In hindsight, it’s easy to fall, fail, fight, falter, freak out, when you’re young and going through life. Because, the bruises they leave behind can make one fearful to feel the pain, all over again. Isn’t that why we touch hot water with the little finger? So that we don’t burn the whole hand?

And so, you learn to recognise patterns, avoid surprises. See through people, save your breath. Mind your own business, feel nothing. It’s super easy once you know the drill.

But, now that I realise, it’s this drill that has in fact taken the ‘life’ out of my life. I don’t give chances to things, not enough to transform me. I don’t pick up my phone and call that long lost friend, and tell her what I truly feel. I don’t meet people without my ‘drill kit’ with me at all times. I speak things that I’ve heard somewhere, seen somewhere, read somewhere, picked up from places for ‘conversation material’. I say random things that don’t mean anything to anyone. Specially to me. I’ve stopped caring. I’ve stopped feeling my life.

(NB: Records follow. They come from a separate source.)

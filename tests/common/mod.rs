//! Shared fixtures for the integration tests.

#![allow(dead_code)]

use query_kit::backend::InMemoryBackend;
use query_kit::decoder::{Decoder, Json};
use query_kit::key::CacheKeyBuilder;
use query_kit::observability::{ErrorEvent, ErrorReporter};
use query_kit::random::FixedRandom;
use query_kit::time::MockTimer;
use query_kit::{Cache, CachePolicy, Environment, Error, Query, QuerySpec, Result, SwrQueue};
use serde::{Deserialize, Serialize};
use serde_json::{json, Value};
use std::sync::atomic::{AtomicBool, AtomicUsize, Ordering};
use std::sync::{Arc, Mutex};
use tokio::sync::Notify;

pub const START: i64 = 1_600_000_000_000;

#[derive(Clone, Debug, PartialEq, Serialize, Deserialize)]
pub struct License {
    pub id: u32,
    pub title: String,
}

pub fn license(id: u32, title: &str) -> Value {
    json!({"id": id, "title": title})
}

/// `license/{id}` backed by a scripted data source.
pub struct LicenseQuery {
    decoder: Json<License>,
    response: Mutex<Value>,
    pub fetches: AtomicUsize,
    pub previous: Mutex<Vec<Option<License>>>,
    pub gate: Option<Arc<Notify>>,
    pub failing: AtomicBool,
    pub policy: CachePolicy,
}

impl LicenseQuery {
    pub fn new(response: Value) -> Self {
        LicenseQuery {
            decoder: Json::named("License"),
            response: Mutex::new(response),
            fetches: AtomicUsize::new(0),
            previous: Mutex::new(Vec::new()),
            gate: None,
            failing: AtomicBool::new(false),
            policy: CachePolicy::cache_only(),
        }
    }

    pub fn with_policy(mut self, policy: CachePolicy) -> Self {
        self.policy = policy;
        self
    }

    /// Fetches block until the gate is notified.
    pub fn with_gate(mut self, gate: Arc<Notify>) -> Self {
        self.gate = Some(gate);
        self
    }

    pub fn respond_with(&self, value: Value) {
        *self.response.lock().expect("lock") = value;
    }

    pub fn fetch_count(&self) -> usize {
        self.fetches.load(Ordering::SeqCst)
    }
}

impl QuerySpec for LicenseQuery {
    type Payload = u32;
    type Result = License;

    fn name(&self) -> &str {
        "LicenseQuery"
    }

    fn get_key(&self, id: &u32) -> String {
        CacheKeyBuilder::build("license", id)
    }

    fn get_payload(&self, key: &str) -> Option<u32> {
        CacheKeyBuilder::parse_id(key, "license")
    }

    async fn get_current_value(&self, _id: &u32, previous: Option<&License>) -> Result<Value> {
        self.fetches.fetch_add(1, Ordering::SeqCst);
        self.previous
            .lock()
            .expect("lock")
            .push(previous.cloned());

        if let Some(gate) = &self.gate {
            gate.notified().await;
        }
        if self.failing.load(Ordering::SeqCst) {
            return Err(Error::fetch("legacy API returned 503"));
        }
        let response = self.response.lock().expect("lock").clone();
        Ok(response)
    }

    fn decoder(&self) -> &dyn Decoder<License> {
        &self.decoder
    }

    fn policy(&self) -> CachePolicy {
        self.policy.clone()
    }

    fn example_payload(&self) -> u32 {
        1
    }
}

#[derive(Default)]
pub struct RecordingReporter {
    pub events: Mutex<Vec<ErrorEvent>>,
}

impl RecordingReporter {
    pub fn fingerprints(&self) -> Vec<Vec<String>> {
        self.events
            .lock()
            .expect("lock")
            .iter()
            .map(|e| e.fingerprint.clone())
            .collect()
    }
}

impl ErrorReporter for RecordingReporter {
    fn capture_error_event(&self, event: ErrorEvent) {
        self.events.lock().expect("lock").push(event);
    }
}

/// Cache on a mock clock, queue and reporter wired together. Random draws are 0.0,
/// so every SWR check with a positive frequency fires.
pub struct Harness {
    pub timer: MockTimer,
    pub reporter: Arc<RecordingReporter>,
    pub env: Environment<InMemoryBackend>,
}

impl Harness {
    pub fn new() -> Self {
        let timer = MockTimer::new(START);
        let reporter = Arc::new(RecordingReporter::default());
        let cache = Cache::new(InMemoryBackend::new()).with_timer(Arc::new(timer.clone()));
        let queue = SwrQueue::builder()
            .with_reporter(reporter.clone())
            .start();
        let env = Environment::new(cache, queue)
            .with_random(Arc::new(FixedRandom(0.0)))
            .with_reporter(reporter.clone());

        Harness {
            timer,
            reporter,
            env,
        }
    }

    pub fn query(&self, spec: LicenseQuery) -> Query<LicenseQuery, InMemoryBackend> {
        Query::new(spec, self.env.clone()).expect("valid query")
    }

    pub async fn seed(&self, key: &str, value: Value) {
        self.env
            .cache
            .set(key, &value, "seed")
            .await
            .expect("Failed to seed cache");
    }

    pub async fn stored(&self, key: &str) -> Option<Value> {
        self.env
            .cache
            .get(key, None)
            .await
            .expect("Failed to read cache")
            .map(|entry| entry.value)
    }
}

pub fn init_logging() {
    let _ = env_logger::builder().is_test(true).try_init();
}
//! Stale-while-revalidate background refresh queue.
//!
//! Cache hits hand their entry to the queue and return immediately; workers
//! refetch stale entries from the data source and overwrite the cache.
//!
//! # Guarantees
//!
//! - At most one job per key is queued or running at any time. A job for a
//!   key that is already `Queued` or `Refreshing` is a no-op.
//! - The queue is bounded. When it is full, new jobs are rejected and counted.
//! - A failing refresh never reaches the request that triggered it. It is
//!   reported, counted, and the stale entry stays in place until the next
//!   trigger. There is no retry.
//!
//! Jobs live in process memory and are lost on restart.

use crate::cache::CacheEntry;
use crate::error::{Error, Result};
use crate::observability::{ErrorEvent, ErrorReporter, LogReporter};
use crate::registry::{AnyQuery, Revalidation};
use dashmap::mapref::entry::Entry;
use dashmap::DashMap;
use futures::FutureExt;
use serde::{Deserialize, Serialize};
use serde_json::json;
use std::panic::AssertUnwindSafe;
use std::sync::atomic::{AtomicU64, Ordering};
use std::sync::{Arc, PoisonError, RwLock};
use tokio::sync::mpsc::error::TrySendError;
use tokio::sync::{mpsc, Mutex, Notify};
use tokio::task::JoinHandle;

/// A request to refresh one cache entry.
#[derive(Clone)]
pub struct SwrJob {
    pub key: String,
    /// The entry as it was served.
    pub entry: CacheEntry,
    /// Query owning `key`.
    pub query: Arc<dyn AnyQuery>,
}

/// Per-key state.
#[derive(Clone, Copy, Debug, PartialEq, Eq, Serialize)]
#[serde(rename_all = "lowercase")]
pub enum JobStatus {
    Idle,
    Queued,
    Refreshing,
}

/// Sizing of the queue.
#[derive(Clone, Debug, PartialEq, Eq, Serialize, Deserialize)]
#[serde(default)]
pub struct SwrQueueConfig {
    /// Concurrent refreshes.
    pub workers: usize,
    /// Jobs that may wait before new ones are rejected.
    pub capacity: usize,
}

impl Default for SwrQueueConfig {
    fn default() -> Self {
        SwrQueueConfig {
            workers: 4,
            capacity: 1024,
        }
    }
}

impl SwrQueueConfig {
    pub fn with_workers(mut self, workers: usize) -> Self {
        self.workers = workers;
        self
    }

    pub fn with_capacity(mut self, capacity: usize) -> Self {
        self.capacity = capacity;
        self
    }
}

/// Counters and current load, e.g. for a dashboard.
#[derive(Clone, Debug, Default, PartialEq, Eq, Serialize)]
pub struct SwrQueueStats {
    /// Jobs waiting for a worker.
    pub depth: usize,
    /// Jobs being refreshed right now.
    pub in_flight: usize,
    /// Jobs finished, whatever the outcome.
    pub processed: u64,
    /// Jobs that wrote a fresh value.
    pub refreshed: u64,
    pub failed: u64,
    /// Jobs dropped because the entry was still fresh or the key is unknown.
    pub skipped: u64,
    /// Jobs refused because the queue was full.
    pub rejected: u64,
}

#[derive(Default)]
struct Counters {
    processed: AtomicU64,
    refreshed: AtomicU64,
    failed: AtomicU64,
    skipped: AtomicU64,
    rejected: AtomicU64,
}

/// State shared between handles and workers. Workers must not hold the
/// sender, so that dropping every handle closes the channel.
struct State {
    status: DashMap<String, JobStatus>,
    counters: Counters,
    idle: Notify,
    reporter: Arc<dyn ErrorReporter>,
}

impl State {
    fn finish(&self, key: &str) {
        self.status.remove(key);
        if self.status.is_empty() {
            self.idle.notify_waiters();
        }
    }

    async fn process(&self, job: SwrJob) {
        let SwrJob { key, entry, query } = job;
        self.status.insert(key.clone(), JobStatus::Refreshing);

        let outcome = AssertUnwindSafe(self.refresh(&key, &entry, query.as_ref()))
            .catch_unwind()
            .await
            .unwrap_or_else(|_| Err(Error::Other("refresh panicked".to_string())));

        match outcome {
            Ok(Some(Revalidation::Refreshed)) => {
                debug!("SWR refreshed {}", key);
                self.counters.refreshed.fetch_add(1, Ordering::Relaxed);
            }
            Ok(Some(Revalidation::UnknownKey)) => {
                warn!("SWR job for {} dropped: {} cannot map the key", key, query.name());
                self.counters.skipped.fetch_add(1, Ordering::Relaxed);
            }
            Ok(None) => {
                debug!("SWR skipped {}: still fresh", key);
                self.counters.skipped.fetch_add(1, Ordering::Relaxed);
            }
            Err(e) => {
                self.counters.failed.fetch_add(1, Ordering::Relaxed);
                let mut event = ErrorEvent::new(format!("SWR refresh failed: {}", e))
                    .with_fingerprint(["swr-queue", "refresh", key.as_str()])
                    .with_context("key", key.as_str())
                    .with_context("query", query.name())
                    .with_context("staleValue", entry.value.clone())
                    .with_context("source", entry.source.as_str())
                    .with_context("timeCacheSaved", json!(entry.last_modified_rfc3339()));
                if let Error::InvalidCurrentValue(invalid) = &e {
                    event = event
                        .with_context("invalidCurrentValue", invalid.invalid_current_value.clone())
                        .with_context("decoder", invalid.decoder.as_str())
                        .with_context("validationErrors", json!(invalid.validation_errors));
                    if let Some(cached) = &invalid.invalid_cached_value {
                        event = event.with_context("invalidCachedValue", cached.clone());
                    }
                }
                self.reporter.capture_error_event(event);
            }
        }

        self.counters.processed.fetch_add(1, Ordering::Relaxed);
        self.finish(&key);
    }

    /// `Ok(None)` if the entry is younger than the query's `stale_after`,
    /// measured on the clock of the query's cache.
    async fn refresh(
        &self,
        key: &str,
        entry: &CacheEntry,
        query: &dyn AnyQuery,
    ) -> Result<Option<Revalidation>> {
        if let Some(stale_after) = query.stale_after() {
            if entry.age(query.now()) < stale_after {
                return Ok(None);
            }
        }
        query.revalidate(key, entry).await.map(Some)
    }
}

/// Builder for [`SwrQueue`].
pub struct SwrQueueBuilder {
    config: SwrQueueConfig,
    reporter: Arc<dyn ErrorReporter>,
}

impl SwrQueueBuilder {
    pub fn with_config(mut self, config: SwrQueueConfig) -> Self {
        self.config = config;
        self
    }

    pub fn with_reporter(mut self, reporter: Arc<dyn ErrorReporter>) -> Self {
        self.reporter = reporter;
        self
    }

    /// Spawn the workers on the current tokio runtime.
    ///
    /// # Panics
    ///
    /// Panics if called outside a tokio runtime.
    pub fn start(self) -> SwrQueue {
        let workers = self.config.workers.max(1);
        let (sender, receiver) = mpsc::channel(self.config.capacity.max(1));
        let receiver = Arc::new(Mutex::new(receiver));
        let state = Arc::new(State {
            status: DashMap::new(),
            counters: Counters::default(),
            idle: Notify::new(),
            reporter: self.reporter,
        });

        let handles = (0..workers)
            .map(|id| tokio::spawn(run_worker(id, Arc::clone(&receiver), Arc::clone(&state))))
            .collect();

        info!(
            "SWR queue started with {} workers, capacity {}",
            workers, self.config.capacity
        );

        SwrQueue {
            sender: Arc::new(RwLock::new(Some(sender))),
            state,
            workers: Arc::new(Mutex::new(handles)),
        }
    }
}

async fn run_worker(
    id: usize,
    receiver: Arc<Mutex<mpsc::Receiver<SwrJob>>>,
    state: Arc<State>,
) {
    loop {
        let job = receiver.lock().await.recv().await;
        match job {
            Some(job) => state.process(job).await,
            None => break,
        }
    }
    debug!("SWR worker {} stopped", id);
}

/// Handle to the background refresh queue.
#[derive(Clone)]
pub struct SwrQueue {
    sender: Arc<RwLock<Option<mpsc::Sender<SwrJob>>>>,
    state: Arc<State>,
    workers: Arc<Mutex<Vec<JoinHandle<()>>>>,
}

impl SwrQueue {
    /// Default configuration, errors logged.
    pub fn builder() -> SwrQueueBuilder {
        SwrQueueBuilder {
            config: SwrQueueConfig::default(),
            reporter: Arc::new(LogReporter),
        }
    }

    /// Submit a refresh.
    ///
    /// Resolves once the job is accepted, not when it has run. Returns
    /// `Ok(false)` if a job for the key is already pending or the queue is
    /// full.
    ///
    /// # Errors
    ///
    /// Returns `Error::QueueClosed` after [`SwrQueue::shutdown`].
    pub async fn queue(&self, job: SwrJob) -> Result<bool> {
        let sender = self
            .sender
            .read()
            .unwrap_or_else(PoisonError::into_inner)
            .clone()
            .ok_or(Error::QueueClosed)?;

        match self.state.status.entry(job.key.clone()) {
            Entry::Occupied(existing) => {
                debug!("SWR job for {} already {:?}", job.key, existing.get());
                return Ok(false);
            }
            Entry::Vacant(slot) => {
                slot.insert(JobStatus::Queued);
            }
        }

        match sender.try_send(job) {
            Ok(()) => Ok(true),
            Err(TrySendError::Full(job)) => {
                warn!("SWR queue full, rejected refresh of {}", job.key);
                self.state.counters.rejected.fetch_add(1, Ordering::Relaxed);
                self.state.finish(&job.key);
                Ok(false)
            }
            Err(TrySendError::Closed(job)) => {
                self.state.finish(&job.key);
                Err(Error::QueueClosed)
            }
        }
    }

    /// State of `key`.
    pub fn status(&self, key: &str) -> JobStatus {
        self.state
            .status
            .get(key)
            .map(|s| *s)
            .unwrap_or(JobStatus::Idle)
    }

    /// All keys that are queued or refreshing, sorted by key.
    pub fn snapshot(&self) -> Vec<(String, JobStatus)> {
        let mut jobs: Vec<(String, JobStatus)> = self
            .state
            .status
            .iter()
            .map(|e| (e.key().clone(), *e.value()))
            .collect();
        jobs.sort_by(|a, b| a.0.cmp(&b.0));
        jobs
    }

    pub fn stats(&self) -> SwrQueueStats {
        let (mut depth, mut in_flight) = (0, 0);
        for status in self.state.status.iter() {
            match *status.value() {
                JobStatus::Queued => depth += 1,
                JobStatus::Refreshing => in_flight += 1,
                JobStatus::Idle => {}
            }
        }

        let counters = &self.state.counters;
        SwrQueueStats {
            depth,
            in_flight,
            processed: counters.processed.load(Ordering::Relaxed),
            refreshed: counters.refreshed.load(Ordering::Relaxed),
            failed: counters.failed.load(Ordering::Relaxed),
            skipped: counters.skipped.load(Ordering::Relaxed),
            rejected: counters.rejected.load(Ordering::Relaxed),
        }
    }

    /// Resolves once no job is queued or running.
    pub async fn wait_idle(&self) {
        loop {
            let notified = self.state.idle.notified();
            if self.state.status.is_empty() {
                return;
            }
            notified.await;
        }
    }

    /// Stop accepting jobs, let the workers drain the queue and wait for them.
    pub async fn shutdown(&self) {
        let sender = self
            .sender
            .write()
            .unwrap_or_else(PoisonError::into_inner)
            .take();
        drop(sender);

        let handles = std::mem::take(&mut *self.workers.lock().await);
        for handle in handles {
            if let Err(e) = handle.await {
                error!("SWR worker terminated abnormally: {}", e);
            }
        }
        info!("SWR queue shut down");
    }
}

impl std::fmt::Debug for SwrQueue {
    fn fmt(&self, f: &mut std::fmt::Formatter<'_>) -> std::fmt::Result {
        f.debug_struct("SwrQueue")
            .field("stats", &self.stats())
            .finish()
    }
}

It’s like somewhere along the way, I unhitched myself from everything that made me feel — insecure, inspired, passionate, angry, happy, under-confident, jealous, sad. True emotions that I once used to feel, that also brought pain and confusion with them. So you ruthlessly cut off this part of your existence that gives you pain, throwing it into the deep sea, so that you never ‘hurt again.’

But now I feel, is it worth it? To live a pain-free, yet empty-to-the-core life? Is it worth it, to keep the band-aid on, when the wounds healed long back? Why did I even go through so many emotions, when now, the only one that’s left is fear — the imaginary line between me and the world.

If youth is wasted on the young and their insecurities, then shouldn’t our adult life be wasted on healing from the scars we carried and buried deep inside? How does fear heal? It has only kept me locked up, inside a place that knows only the emptiness of hollow words.

Healing is different, I guess. Not self-preservation. I’m not a pickle. I have been a prick. A stubborn girl. A smart girl. A wanderer. A believer. An impulsive girl. An explorer. A confused girl. A lonely girl. An angry girl. And now, a reasonably happy girl who knows herself better than before.

Maybe this is the truest thing I have written in a long time. Actually, it is the truest thing I have written in a long time. No maybes. Nothing.

The writer still loves movies and food. But, in a healthy way.